That’s where they were headed; the
Skunk Works facility in Palmdale, California. Space ship
development went on there, and the Agency was using it as one of
its rally points for agents. At least it had been a rally point
when Mark received his orders. Edwards Air Force Base was also
nearby, although Mark said they expected that had been hit by the
Hrwang also.

“If not, we’ll find some way to
fight E.T.,” he replied.

“How do you fight meteors?” Eva
asked. It bothered her. What could two people with a fancy rifle
and a few pistols do?

“They’re human. Which means they
can be shot.”

“Unless they have some kind of
super alien armor or something.”

“Speaking of which, I wish you’d
had some body armor in that safe house. Snipers could be up on
these buildings,” Mark said.

They were into North Las Vegas
now. Eva had been watching at street level and realized she needed
to watch the rooftops also. There were no other vehicles on the
freeway, but the buildings didn’t look completely abandoned.
‘Hunkered down’ felt like a better description.

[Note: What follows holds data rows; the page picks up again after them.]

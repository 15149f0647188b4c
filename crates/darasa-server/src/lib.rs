//! Darasa HTTP server: configuration loading and application assembly.
//!
//! The binary in `main.rs` wires these together with a SQLite store.

use std::{
  path::{Path, PathBuf},
  sync::Arc,
};

use axum::Router;
use darasa_store_sqlite::SqliteStore;
use serde::Deserialize;
use tower_http::trace::TraceLayer;

// ─── Configuration ────────────────────────────────────────────────────────────

/// Prefix for environment overrides, e.g. `DARASA_PORT=9000`.
pub const ENV_PREFIX: &str = "DARASA";

/// Runtime server configuration, deserialised from `config.toml` and the
/// environment.
#[derive(Debug, Deserialize, Clone)]
pub struct ServerConfig {
  pub host:       String,
  pub port:       u16,
  pub store_path: PathBuf,
}

impl ServerConfig {
  pub fn address(&self) -> String { format!("{}:{}", self.host, self.port) }
}

fn builder() -> Result<config::ConfigBuilder<config::builder::DefaultState>, config::ConfigError> {
  config::Config::builder()
    .set_default("host", "127.0.0.1")?
    .set_default("port", 8080)?
    .set_default("store_path", "~/.local/share/darasa/darasa.db")
}

/// Layer defaults, the optional TOML file at `path`, and `DARASA_*`
/// environment variables, in increasing precedence.
pub fn load_config(path: &Path) -> Result<ServerConfig, config::ConfigError> {
  builder()?
    .add_source(config::File::from(path).required(false))
    .add_source(config::Environment::with_prefix(ENV_PREFIX))
    .build()?
    .try_deserialize()
}

/// Expand a leading `~` to the user's home directory.
pub fn expand_tilde(path: &Path) -> PathBuf {
  let s = path.to_string_lossy();
  if let Some(rest) = s.strip_prefix("~/")
    && let Ok(home) = std::env::var("HOME")
  {
    return PathBuf::from(home).join(rest);
  }
  path.to_path_buf()
}

// ─── Application ──────────────────────────────────────────────────────────────

/// The full application: the JSON API under `/api`, with request tracing.
pub fn app(store: SqliteStore) -> Router {
  Router::new()
    .nest("/api", darasa_api::api_router(Arc::new(store)))
    .layer(TraceLayer::new_for_http())
}

#[cfg(test)]
mod tests {
  use axum::{
    body::Body,
    http::{Request, StatusCode},
  };
  use tower::ServiceExt as _;

  use super::*;

  #[test]
  fn defaults_apply_without_a_config_file() {
    let cfg: ServerConfig = builder()
      .unwrap()
      .build()
      .unwrap()
      .try_deserialize()
      .unwrap();
    assert_eq!(cfg.address(), "127.0.0.1:8080");
    assert!(cfg.store_path.ends_with("darasa.db"));
  }

  #[test]
  fn toml_values_override_defaults() {
    let cfg: ServerConfig = builder()
      .unwrap()
      .add_source(config::File::from_str(
        "port = 9100\nstore_path = \"/srv/darasa.db\"",
        config::FileFormat::Toml,
      ))
      .build()
      .unwrap()
      .try_deserialize()
      .unwrap();
    assert_eq!(cfg.port, 9100);
    assert_eq!(cfg.host, "127.0.0.1");
    assert_eq!(cfg.store_path, PathBuf::from("/srv/darasa.db"));
  }

  #[test]
  fn tilde_expands_to_home() {
    let Ok(home) = std::env::var("HOME") else { return };
    assert_eq!(
      expand_tilde(Path::new("~/darasa.db")),
      PathBuf::from(home).join("darasa.db")
    );
    assert_eq!(expand_tilde(Path::new("/abs/x.db")), PathBuf::from("/abs/x.db"));
  }

  #[tokio::test]
  async fn api_is_mounted_under_api() {
    let store = SqliteStore::open_in_memory().await.unwrap();
    let app = app(store);

    let req = Request::builder().uri("/api/schools/1").body(Body::empty()).unwrap();
    let resp = app.clone().oneshot(req).await.unwrap();
    assert_eq!(resp.status(), StatusCode::UNAUTHORIZED);

    let req = Request::builder().uri("/schools/1").body(Body::empty()).unwrap();
    let resp = app.oneshot(req).await.unwrap();
    assert_eq!(resp.status(), StatusCode::NOT_FOUND);
  }
}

They passed a major freeway
exchange. Eva saw several vehicles in the distance, heading east on
the other freeway, away from them. But it was still good to see
life.

“Who is Oran K. Gragson?” Mark
asked.

“Why would you ask
that?”

“That’s the name of the other
freeway. See?” He pointed up at a sign. Eva looked up at the sign,
then was flung forward when Mark slammed on the brakes. He
swore.

She looked in front of them and a
row of concrete barriers blocked the road.

Mark started driving slowly
forward, and Eva watched all around them for snipers.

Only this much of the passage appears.